The remains of Christmas are evident advent calendars on windows, decorations between buildings and my favourite, the Christmas tree collection points (large wire-fenced areas full of discarded conifers of various species). I feel a bit sad about their sudden redundancy, this is piqued by my longing to have a Christmas tree such as those and then also tempered by my inner Greenie thinking of the utter waste. We also came across a nativity scene that appeared to be a proud tradition of the church that it was set behind. They had gone to a lot of trouble to create the scene even before the shed/stable with the nativity. The fake sheep were looking a little worse for wear, but I did admire the simple elegance of the branch of mistletoe on a lichen-covered stone altar.

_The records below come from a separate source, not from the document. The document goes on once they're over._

use serde::{Deserialize, Deserializer, Serialize, Serializer};

/// Position a node gets before any layout has been computed.
pub const UNPLACED_POSITION: i64 = -999;
pub const DEFAULT_NODE_COLOR: &str = "#ffffff";

#[derive(Debug, Clone, PartialEq, Serialize, Deserialize)]
#[serde(rename_all = "camelCase")]
pub struct Node {
    pub id: usize,
    pub node_label: String,
    pub node_description: String,
    pub node_attributes: NodeAttributes,
    pub connectors: Vec<String>,
    pub pajek_index: u64,
    pub v_node: VisualNode,
}

/// Raw CSV columns of the row a node was built from, in header order.
#[derive(Debug, Clone, PartialEq, Default, Serialize, Deserialize)]
pub struct NodeAttributes {
    #[serde(rename = "attRaw")]
    pub att_raw: serde_json::Map<String, serde_json::Value>,
}

#[derive(Debug, Clone, PartialEq, Serialize, Deserialize)]
#[serde(rename_all = "camelCase")]
pub struct VisualNode {
    pub pos_x: i64,
    pub pos_y: i64,
    pub pos_z: i64,
    pub color: String,
}

impl Default for VisualNode {
    fn default() -> Self {
        Self {
            pos_x: UNPLACED_POSITION,
            pos_y: UNPLACED_POSITION,
            pos_z: 0,
            color: DEFAULT_NODE_COLOR.to_string(),
        }
    }
}

impl NodeAttributes {
    pub fn get(&self, column: &str) -> Option<&str> {
        self.att_raw.get(column).and_then(|v| v.as_str())
    }
}

#[derive(Debug, Clone, PartialEq, Serialize, Deserialize)]
pub struct Cluster {
    #[serde(rename = "clusterID")]
    pub cluster_id: String,
    #[serde(rename = "clusterType")]
    pub cluster_type: String,
    #[serde(rename = "clusterLabel")]
    pub cluster_label: String,
    #[serde(rename = "clusterDescription")]
    pub cluster_description: String,
    #[serde(rename = "keyAttribute")]
    pub key_attribute: String,
    pub nodes: Vec<Node>,
}

#[derive(Debug, Clone, PartialEq, Serialize, Deserialize)]
#[serde(rename_all = "camelCase")]
pub struct EdgeEndpoint {
    pub cluster: String,
    pub index: usize,
    pub pajek_index: u64,
}

#[derive(Debug, Clone, PartialEq, Serialize, Deserialize)]
pub struct Edge {
    pub source: EdgeEndpoint,
    pub target: EdgeEndpoint,
    pub kind: String,
    #[serde(serialize_with = "serialize_weight")]
    pub weight: f64,
}

// 整數權重寫成 `1` 而非 `1.0`
fn serialize_weight<S: Serializer>(weight: &f64, serializer: S) -> Result<S::Ok, S::Error> {
    let whole = weight.fract() == 0.0 && weight.abs() < i64::MAX as f64;
    if whole {
        serializer.serialize_i64(*weight as i64)
    } else {
        serializer.serialize_f64(*weight)
    }
}

/// The network document: clusters of nodes plus the edges between them.
#[derive(Debug, Clone, PartialEq, Default, Serialize, Deserialize)]
pub struct Dataset {
    pub nodes: Vec<Cluster>,
    pub edges: Vec<Edge>,
}

impl Dataset {
    /// Edges whose source or target points past the end of its cluster, or at
    /// a cluster id the dataset does not contain.
    pub fn dangling_edge_count(&self) -> usize {
        let resolves = |endpoint: &EdgeEndpoint| {
            self.nodes
                .iter()
                .find(|c| c.cluster_id == endpoint.cluster)
                .map(|c| endpoint.index < c.nodes.len())
                .unwrap_or(false)
        };

        self.edges
            .iter()
            .filter(|e| !resolves(&e.source) || !resolves(&e.target))
            .count()
    }
}

/// A GeoJSON feature collection. Features are carried through untouched.
#[derive(Debug, Clone, PartialEq, Serialize, Deserialize)]
pub struct FeatureCollection {
    #[serde(rename = "type")]
    pub kind: String,
    /// `None` when the key is absent; an explicit `null` is kept as `Some(Null)`.
    #[serde(
        default,
        deserialize_with = "deserialize_present",
        skip_serializing_if = "Option::is_none"
    )]
    pub crs: Option<serde_json::Value>,
    pub features: Vec<serde_json::Value>,
}

fn deserialize_present<'de, D: Deserializer<'de>>(
    deserializer: D,
) -> Result<Option<serde_json::Value>, D::Error> {
    serde_json::Value::deserialize(deserializer).map(Some)
}

/// Raw bytes of one input file, tagged with the name used in error messages.
#[derive(Debug, Clone)]
pub struct SourceFile {
    pub name: String,
    pub data: Vec<u8>,
}

#[derive(Debug, Clone)]
pub struct ClusterSource {
    pub config: crate::config::toml_config::ClusterConfig,
    pub file: SourceFile,
}

/// Everything the extract phase read from disk.
#[derive(Debug, Clone)]
pub struct ExtractedData {
    pub geojson_files: Vec<SourceFile>,
    pub cluster_files: Vec<ClusterSource>,
}

#[derive(Debug, Clone)]
pub struct TransformResult {
    pub combined_geojson: FeatureCollection,
    pub dataset: Dataset,
}
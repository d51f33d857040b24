use tracing_subscriber::{layer::SubscriberExt, util::SubscriberInitExt, EnvFilter};

pub fn init_cli_logger(verbose: bool) {
    let default_directives = if verbose {
        "geonet_etl=debug,info"
    } else {
        "geonet_etl=info"
    };
    let filter =
        EnvFilter::try_from_default_env().unwrap_or_else(|_| EnvFilter::new(default_directives));

    tracing_subscriber::registry()
        .with(filter)
        .with(
            tracing_subscriber::fmt::layer()
                .with_target(false)
                .with_thread_ids(false)
                .with_file(false)
                .with_line_number(false)
                .compact(),
        )
        .init();
}

/// JSON lines on stderr, for runs whose logs are collected by another tool.
pub fn init_json_logger() {
    let filter =
        EnvFilter::try_from_default_env().unwrap_or_else(|_| EnvFilter::new("geonet_etl=info"));

    tracing_subscriber::registry()
        .with(filter)
        .with(
            tracing_subscriber::fmt::layer()
                .with_target(false)
                .with_writer(std::io::stderr)
                .json(),
        )
        .init();
}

The University of Göttingen itself has some old buildings throughout the city and many modern ones too. It is one of the oldest universities in Germany and has produced and been affiliated with many Nobel laureates. I like the feel of a university city, it’s a comfort zone for me I guess being that my job is in a university. I also like that I am seeing faces from all over the world that have come to this place to learn and to share their experiences, knowledge and endeavours.

Rosie and I will be having some time together in Göttingen while Ali works. Perhaps a bike ride to the lake, lunch at a local Persian restaurant, a salt bath with possible accompanying massage, afternoon tea at the Konditorei (a sweet tooth’s delight) and some retail therapy will be in order. It certainly is a relaxing, slow kind of travel I am undertaking.

As a post script to the previous blog… the fireworks were next level… they went on for hours and the detritus littered the streets the following days. Here is little taste of what went on outside our apartment on Grunberger Straße (be afraid, be very afraid)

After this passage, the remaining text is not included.